The fact that SSH tells you the fingerprint has changes. If the user is "dumb" enough to pass by it, and don't care, then he deserves to be "Hijacked".
On 8/31/06, Christ, Bryan <[EMAIL PROTECTED]> wrote:
But if Eve is later challenged to prove her identity (that she must now maintain the illusion of being Alice), what prevents Eve from passing the challenge on to the real Alice, getting valid results, and then passing them back to Bob?
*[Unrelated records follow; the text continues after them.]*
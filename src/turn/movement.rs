//! Tile-by-tile movement.
//!
//! A `Movement` owns the remaining path of one unit. Each `tick` spends
//! elapsed time on hops; every hop is a single `occupy` transaction, so the
//! grid never shows the unit on two cells. The unit counts as moving (and
//! cannot be moved again) until the last hop lands.

use std::collections::VecDeque;

use tracing::{debug, warn};

use crate::core::{GameState, SimEvent, UnitId};
use crate::grid::Coord;

/// Why the unit is moving, which decides what happens on arrival.
#[derive(Clone, Copy, Debug, PartialEq, Eq)]
pub enum MovePurpose {
    Plain,
    /// The player's Charge move, followed by target selection.
    PlayerCharge,
    /// An enemy Charge move, followed by the scripted strike.
    EnemyCharge,
}

/// Progress of a movement after a tick.
#[derive(Clone, Copy, Debug, PartialEq, Eq)]
pub enum MoveProgress {
    InProgress,
    /// Arrived at the final tile.
    Arrived,
    /// A hop was refused; the unit stopped where it was.
    Interrupted,
}

/// A unit walking along a path.
#[derive(Clone, Debug)]
pub struct Movement {
    unit: UnitId,
    path: VecDeque<Coord>,
    step_seconds: f32,
    elapsed: f32,
    purpose: MovePurpose,
}

impl Movement {
    /// Start walking `path`, which begins at the unit's current cell.
    ///
    /// Marks the unit as moving.
    ///
    /// # Panics
    ///
    /// If the unit is not on the battlefield.
    pub fn start(state: &mut GameState, unit: UnitId, path: Vec<Coord>, purpose: MovePurpose) -> Self {
        let mover = state
            .battlefield
            .unit_mut(unit)
            .unwrap_or_else(|| panic!("{} cannot move: not on the battlefield", unit));
        mover.flags.is_moving = true;

        let mut path: VecDeque<Coord> = path.into();
        if path.front() == Some(&mover.position()) {
            path.pop_front();
        }
        debug!(%unit, hops = path.len(), ?purpose, "movement started");

        Self {
            unit,
            path,
            step_seconds: state.config.move_step_seconds,
            elapsed: 0.0,
            purpose,
        }
    }

    #[must_use]
    pub fn unit(&self) -> UnitId {
        self.unit
    }

    #[must_use]
    pub fn purpose(&self) -> MovePurpose {
        self.purpose
    }

    /// Hops left to walk.
    #[must_use]
    pub fn remaining(&self) -> usize {
        self.path.len()
    }

    /// Spend `dt` seconds. A zero step length walks the whole path at once.
    pub fn tick(&mut self, state: &mut GameState, dt: f32) -> MoveProgress {
        self.elapsed += dt;

        while let Some(&next) = self.path.front() {
            if self.step_seconds > 0.0 {
                if self.elapsed < self.step_seconds {
                    return MoveProgress::InProgress;
                }
                self.elapsed -= self.step_seconds;
            }

            match state.battlefield.occupy(self.unit, next) {
                Ok(from) => {
                    self.path.pop_front();
                    state.emit(SimEvent::UnitMoved {
                        unit: self.unit,
                        from,
                        to: next,
                    });
                }
                Err(rejection) => {
                    warn!(unit = %self.unit, %rejection, "movement interrupted");
                    self.path.clear();
                    self.finish(state);
                    return MoveProgress::Interrupted;
                }
            }
        }

        self.finish(state);
        MoveProgress::Arrived
    }

    fn finish(&self, state: &mut GameState) {
        if let Some(unit) = state.battlefield.unit_mut(self.unit) {
            unit.flags.is_moving = false;
            unit.flags.has_moved = true;
            debug!(unit = %self.unit, at = %unit.position(), "movement finished");
        }
    }
}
On Thu, 2006-08-31 at 10:01 +0400, Eygene Ryabinkin wrote: > Bryan, > > I was looking at the diagram on the URL listed below and contemplating > > how host fingerprinting prevents MITM attacks. > > > > http://www.vandyke.com/solutions/ssh_overview/ssh_overview_threats.html > > > > So my question is this... Given the illustration in the URL above, what > > prevents Eve from *first* contacting Alice to obtain a fingerprint which > > then gets passed to Bob on the first connection attempt? > > She can obtain it, but the fingerprint is closely related to the > Alice's private key that Eve can not obtain easily. So there is > no reason for Eve to pass Alice's fingerprint to Bob, because later > she will not be able to prove to Bob that she has the corresponding > private key and it will break the connection between Bob and Eve.